Wasserstoff schließt Stromlücken
In Pulverform strotzt Eisen vor Energie
Vielleicht müssen es derart gigantische Summen ja gar nicht sein. Ein Konsortium deutscher Forschungseinrichtungen will Eisen in einen Stromspeicher verwandeln. Wie das? Zu den berühmtesten Versuchen im schulischen Physikunterricht gehört das Verschütten von feinstem Eisenpulver. Sobald es mit einer Kerzenflamme in Berührung kommt beginnt es zu brennen. Es handelt sich um die chemische Reaktion der Oxidation – des Rostens. Bei dicken Stahlträgern, wie sie im Brückenbau verwendet werden, geht diese Korrosion sehr langsam voran. Erst pulverförmig entfaltet Eisen spontan seine Energie.
Sicherheit für Quartiersspeicher – Abwehr von Bränden und Cyberattacken
Entrosten mit Ökostrom
Die Idee: Verrostete Eisenpartikel werden „reduziert“, also vom Rost befreit. Das klappt mit Wasserstoff, der in Elektrolyseuren mit Strom aus erneuerbaren Quellen erzeugt wird. Es bilden sich blankpoliertes Eisenpulver und reines Wasser. Das Pulver kann beliebig lange gelagert und problemlos transportiert werden, etwa für Importe aus sonnen- und windreichen Ländern. Wird zu wenig Strom ins Netz eingespeist, bei Dunkelheit etwa oder Flauten, wird das Eisenpulver kontrolliert verbrannt und erhitzt Wasser, sodass es zu Dampf wird und einen Turbogenerator antreiben kann. Der entstehende Rost soll an den Ausgangspunkt zurückgebracht werden, um erneut reduziert zu werden und wieder als Pufferspeicher für Ökostrom zu dienen. „Damit würde ein grüner Kreislauf geschaffen, bei dem kein Kohlenstoffdioxid in die Atmosphäre entweicht“, so Friedrich Plank vom Bereich Internationale Politik der Johannes-Gutenberg-Universität in Mainz, eine der fünf wissenschaftlichen Institutionen, die an dem „Clean Circles“ genannten Projekt beteiligt ist. Sowohl Rost- als auch Eisenpartikel können beliebig lange gelagert werden, ohne dass Energie verloren geht.
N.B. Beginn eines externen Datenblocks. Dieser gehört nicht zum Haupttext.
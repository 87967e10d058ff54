pub mod escrow;
pub mod transitions;

pub use escrow::deposit;
pub use transitions::{claim, refund};
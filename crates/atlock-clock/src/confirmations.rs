use std::collections::HashMap;

use atlock_core::types::LedgerTxId;
use tracing::{debug, info};

/// Emitted when a transaction's confirmation count changes.
#[derive(Debug, Clone)]
pub struct ConfirmationEvent {
    pub tx_id: LedgerTxId,
    pub confirmation_count: u32,
    pub confirmed: bool,
}

/// Tracks confirmations observed for in-flight transactions and reports once
/// each crosses its ledger's required threshold.
///
/// A transaction that is reported as confirmed and later disappears from
/// observation (a reorg) is dropped from tracking; the caller is expected to
/// treat its absence on the next `observe` as a reorg per the error taxonomy.
pub struct ConfirmationTracker {
    confirmations_required: u32,
    seen: HashMap<LedgerTxId, u32>,
}

impl ConfirmationTracker {
    pub fn new(confirmations_required: u32) -> Self {
        Self {
            confirmations_required,
            seen: HashMap::new(),
        }
    }

    /// Record that `tx_id` now has `count` confirmations as observed from the
    /// ledger. Returns an event once per call; `confirmed` is set once
    /// `count >= confirmations_required`.
    pub fn record(&mut self, tx_id: LedgerTxId, count: u32) -> ConfirmationEvent {
        self.seen.insert(tx_id.clone(), count);
        let confirmed = count >= self.confirmations_required;
        if confirmed {
            info!(tx_id = %tx_id, confirmations = count, "transaction reached confirmation threshold");
        } else {
            debug!(tx_id = %tx_id, confirmations = count, required = self.confirmations_required, "awaiting confirmations");
        }
        ConfirmationEvent {
            tx_id,
            confirmation_count: count,
            confirmed,
        }
    }

    /// Stop tracking `tx_id`, e.g. once its order has reached a terminal
    /// state and no further reorg can affect a coordinator decision.
    pub fn forget(&mut self, tx_id: &LedgerTxId) {
        self.seen.remove(tx_id);
    }

    pub fn confirmations_of(&self, tx_id: &LedgerTxId) -> u32 {
        self.seen.get(tx_id).copied().unwrap_or(0)
    }

    pub fn pending_count(&self) -> usize {
        self.seen
            .values()
            .filter(|&&c| c < self.confirmations_required)
            .count()
    }
}

#[cfg(test)]
mod tests {
    use super::*;

    #[test]
    fn below_threshold_is_not_confirmed() {
        let mut tracker = ConfirmationTracker::new(3);
        let tx = LedgerTxId("tx-1".into());
        let event = tracker.record(tx, 1);
        assert!(!event.confirmed);
    }

    #[test]
    fn threshold_reached_marks_confirmed() {
        let mut tracker = ConfirmationTracker::new(2);
        let tx = LedgerTxId("tx-2".into());
        tracker.record(tx.clone(), 1);
        let event = tracker.record(tx, 2);
        assert!(event.confirmed);
    }

    #[test]
    fn forget_removes_tracking() {
        let mut tracker = ConfirmationTracker::new(1);
        let tx = LedgerTxId("tx-3".into());
        tracker.record(tx.clone(), 1);
        assert_eq!(tracker.pending_count(), 0);
        tracker.forget(&tx);
        assert_eq!(tracker.confirmations_of(&tx), 0);
    }
}
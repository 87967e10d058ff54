use atlock_core::constants::{
    DEFAULT_CONFIRMATIONS, DEFAULT_MAX_RETRIES, DEFAULT_ORDER_RETENTION_MS,
    DEFAULT_RETRY_INITIAL_BACKOFF_MS, DEFAULT_RETRY_MAX_BACKOFF_MS, DEFAULT_SAFETY_MARGIN_MS,
};

/// Coordinator-level policy, independent of any single order. Loaded by the
/// node from its configuration file at startup (§6/§4.12) and handed to the
/// coordinator unchanged for its lifetime.
#[derive(Debug, Clone)]
pub struct CoordinatorConfig {
    pub safety_margin_ms: u64,
    pub confirmations_a: u32,
    pub confirmations_b: u32,
    pub max_retries: u32,
    pub retry_initial_backoff_ms: u64,
    pub retry_max_backoff_ms: u64,
    pub order_retention_ms: u64,
}

impl Default for CoordinatorConfig {
    fn default() -> Self {
        Self {
            safety_margin_ms: DEFAULT_SAFETY_MARGIN_MS,
            confirmations_a: DEFAULT_CONFIRMATIONS,
            confirmations_b: DEFAULT_CONFIRMATIONS,
            max_retries: DEFAULT_MAX_RETRIES,
            retry_initial_backoff_ms: DEFAULT_RETRY_INITIAL_BACKOFF_MS,
            retry_max_backoff_ms: DEFAULT_RETRY_MAX_BACKOFF_MS,
            order_retention_ms: DEFAULT_ORDER_RETENTION_MS,
        }
    }
}
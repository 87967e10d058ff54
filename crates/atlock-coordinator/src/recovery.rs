use atlock_core::error::AtlockError;
use tracing::{info, warn};

use crate::coordinator::Coordinator;

/// Re-drive every non-terminal order found in the store at startup (§4.7).
/// Each order resumes from whatever phase its persisted status names; a
/// fault in one order never blocks recovery of the others.
pub async fn recover_non_terminal_orders(coordinator: &Coordinator) -> Result<usize, AtlockError> {
    let pending = coordinator.store().iter_non_terminal_orders()?;
    info!(count = pending.len(), "crash-recovery scan found non-terminal orders");

    let mut recovered = 0;
    for order in pending {
        let order_id = order.order_id.clone();
        match coordinator.drive(order_id.clone()).await {
            Ok(()) => recovered += 1,
            Err(e) if e.is_transient() => {
                warn!(order_id = %order_id, error = %e, "recovery hit a transient error, will retry on next scan");
            }
            Err(e) => {
                warn!(order_id = %order_id, error = %e, "recovery failed for order");
            }
        }
    }
    Ok(recovered)
}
Kohlekraftwerke sollen umgerüstet werden
An dem Projekt arbeiten Ingenieur-, Natur-, Politik- und Wirtschaftswissenschaftlerinnen und -wissenschaftler zusammen. Das Forschungskonsortium unter der Leitung der Technischen Universität Darmstadt verfolgt den Ansatz, thermische Kraftwerke, die bisher mit Kohle betrieben wurden, für den Betrieb mit Eisenstäuben umzurüsten.
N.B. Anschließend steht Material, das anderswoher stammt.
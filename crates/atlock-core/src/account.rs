//! Escrow data structures shared between the state machine, the adapter
//! interface, and the record store.
//!
//! This module defines:
//! - [`EscrowStatus`] — the three-state lifecycle of a single HTLC escrow
//! - [`Escrow`] — the full state of one escrow as held by the in-memory
//!   shadow / simulator ledger

use serde::{Deserialize, Serialize};

use crate::types::{Address, Amount, EscrowId, LedgerTxId, SecretHash, Timestamp};

// ── EscrowStatus ─────────────────────────────────────────────────────────────

/// Status of a single-side HTLC escrow.
///
/// `OPEN → FULLY_CLAIMED` via one or more `claim`s, or `OPEN → REFUNDED` via
/// `refund`. No transition leaves a terminal state.
#[derive(Clone, Debug, Serialize, Deserialize, PartialEq, Eq)]
pub enum EscrowStatus {
    Open,
    FullyClaimed,
    Refunded,
}

impl EscrowStatus {
    /// True if the escrow is in a terminal state (no further transitions possible).
    pub fn is_terminal(&self) -> bool {
        matches!(self, EscrowStatus::FullyClaimed | EscrowStatus::Refunded)
    }
}

// ── Escrow ───────────────────────────────────────────────────────────────────

/// Full state of one HTLC escrow on one ledger.
#[derive(Clone, Debug, Serialize, Deserialize)]
pub struct Escrow {
    pub escrow_id: EscrowId,
    pub initiator: Address,
    pub redeemer: Address,
    pub secret_hash: SecretHash,
    /// Original deposited amount. Never changes after construction.
    pub deposited: Amount,
    /// Balance still held. Invariant: `claimed_total + remaining == deposited`.
    pub remaining: Amount,
    /// Monotonically increasing sum of all successful claims.
    pub claimed_total: Amount,
    /// Absolute deadline (on this ledger's own clock) past which refund is legal.
    pub timelock: Timestamp,
    pub partial_fills_allowed: bool,
    pub status: EscrowStatus,
    pub ledger_tx_deposit: LedgerTxId,
    /// Transaction ids of every successful claim, in order.
    pub ledger_tx_claims: Vec<LedgerTxId>,
    pub ledger_tx_refund: Option<LedgerTxId>,
    /// Preimage revealed by the most recent successful claim, as parsed from
    /// that transaction's emitted event. `None` until the first claim.
    pub revealed_preimage: Option<[u8; 32]>,
}

impl Escrow {
    /// True iff the core accounting invariant holds for this escrow.
    pub fn accounting_invariant_holds(&self) -> bool {
        self.claimed_total
            .checked_add(self.remaining)
            .map(|sum| sum == self.deposited)
            .unwrap_or(false)
    }
}
use anyhow::{bail, Context};

/// Simple JSON-RPC 2.0 client used by the CLI to talk to a running node.
///
/// Uses raw HTTP POST with serde_json rather than the full jsonrpsee client
/// to keep the CLI binary lean and dependency-minimal.
pub struct SwapRpcClient {
    url: String,
    client: reqwest::Client,
}

impl SwapRpcClient {
    pub fn new(url: &str) -> Self {
        Self {
            url: url.to_string(),
            client: reqwest::Client::new(),
        }
    }

    /// Call a JSON-RPC method and return the `result` field.
    async fn call(
        &self,
        method: &str,
        params: serde_json::Value,
    ) -> anyhow::Result<serde_json::Value> {
        let body = serde_json::json!({
            "jsonrpc": "2.0",
            "method": method,
            "params": params,
            "id": 1
        });

        let resp = self
            .client
            .post(&self.url)
            .json(&body)
            .send()
            .await
            .with_context(|| format!("connecting to node at {}", self.url))?;

        let json: serde_json::Value = resp.json().await.context("parsing RPC response")?;

        if let Some(err) = json.get("error") {
            bail!("RPC error: {}", err);
        }

        Ok(json["result"].clone())
    }

    /// `atlock_start` — build and lock a new order. Returns the order id, hex.
    pub async fn start(&self, params: serde_json::Value) -> anyhow::Result<String> {
        let result = self.call("atlock_start", serde_json::json!([params])).await?;
        result
            .as_str()
            .map(|s| s.to_string())
            .context("expected order_id string from atlock_start")
    }

    /// `atlock_status` — fetch an order's current persisted state.
    pub async fn status(&self, order_id: &str) -> anyhow::Result<serde_json::Value> {
        self.call("atlock_status", serde_json::json!([order_id])).await
    }

    /// `atlock_verify` — re-query both ledgers against a stored order.
    pub async fn verify(&self, order_id: &str) -> anyhow::Result<serde_json::Value> {
        self.call("atlock_verify", serde_json::json!([order_id])).await
    }

    /// `atlock_refund` — operator-forced refund attempt.
    pub async fn refund(&self, order_id: &str) -> anyhow::Result<()> {
        self.call("atlock_refund", serde_json::json!([order_id])).await?;
        Ok(())
    }
}
use atlock_core::types::OrderId;
use atlock_crypto::sha256;

/// Deterministic nonce for one coordinator step, derived from `(order_id,
/// step_name)`. Reusing the same nonce across a crash-and-retry of the same
/// step lets adapters deduplicate the resulting ledger call instead of
/// double-submitting.
pub fn step_nonce(order_id: &OrderId, step_name: &str) -> String {
    let mut preimage = Vec::with_capacity(32 + step_name.len());
    preimage.extend_from_slice(&order_id.0);
    preimage.extend_from_slice(step_name.as_bytes());
    hex::encode(sha256(&preimage))
}

#[cfg(test)]
mod tests {
    use super::*;

    #[test]
    fn same_inputs_produce_same_nonce() {
        let order_id = OrderId([1u8; 32]);
        assert_eq!(step_nonce(&order_id, "deposit_a"), step_nonce(&order_id, "deposit_a"));
    }

    #[test]
    fn different_steps_produce_different_nonces() {
        let order_id = OrderId([1u8; 32]);
        assert_ne!(step_nonce(&order_id, "deposit_a"), step_nonce(&order_id, "deposit_b"));
    }

    #[test]
    fn different_orders_produce_different_nonces() {
        assert_ne!(
            step_nonce(&OrderId([1u8; 32]), "deposit_a"),
            step_nonce(&OrderId([2u8; 32]), "deposit_a")
        );
    }
}
use jsonrpsee::core::{RpcResult, SubscriptionResult};
use jsonrpsee::proc_macros::rpc;

use crate::types::{RpcOrder, RpcStartParams, RpcVerifierReport};

/// Atlock swap-coordinator JSON-RPC 2.0 API definition.
///
/// All method names are prefixed with "atlock_" via `namespace = "atlock"`.
#[rpc(server, namespace = "atlock")]
pub trait AtlockApi {
    /// Build a new order from `params`, validate the timelock ordering
    /// invariant, and drive it to `BOTH_LOCKED` (or as far as the two
    /// deposits get). Returns the new order's id, hex-encoded.
    #[method(name = "start")]
    async fn swap_start(&self, params: RpcStartParams) -> RpcResult<String>;

    /// Return the current persisted state of `order_id`.
    #[method(name = "status")]
    async fn swap_status(&self, order_id: String) -> RpcResult<RpcOrder>;

    /// Re-query both ledgers against the stored order and report whether
    /// every phase implied by its recorded status actually landed.
    #[method(name = "verify")]
    async fn swap_verify(&self, order_id: String) -> RpcResult<RpcVerifierReport>;

    /// Operator-forced refund attempt on whichever sides of `order_id` are
    /// past their own timelock and still hold funds.
    #[method(name = "refund")]
    async fn swap_refund(&self, order_id: String) -> RpcResult<()>;

    /// Stream progress events for `order_id`, starting from the moment of
    /// subscription. Delivery is at-least-once; subscribers must dedup by
    /// `(order_id, seq)`.
    #[subscription(name = "subscribeProgress" => "progress", unsubscribe = "unsubscribeProgress", item = crate::types::RpcEnvelope)]
    async fn subscribe_progress(&self, order_id: String) -> SubscriptionResult;
}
Die TU Eindhoven hat es schon geschafft
Dass das Konzept aufgehen kann haben Forschende und Studierende der Technischen Universität Eindhoven bereits 2020 gezeigt. Sie rüsteten die Brauerei „Bavaria“ im niederländischen Lieshout mit einem Eisenbrenner aus. Er lieferte genügend Energie für das Brauen von 15 Mio. l Bier. Mittlerweile ist die Anlage wieder entfernt worden, weil sie als Demonstrationsprojekt nicht wirtschaftlich arbeiten konnte. Was nicht heißen soll, dass sich dieses Ziel nicht erreichen lässt. „Wir wollen noch vor 2030 die ersten Kohlekraftwerke in umweltverträgliche Eisenkraftwerke umwandeln“, sagt Chan Botter, der das Studierendenteam geleitet hat.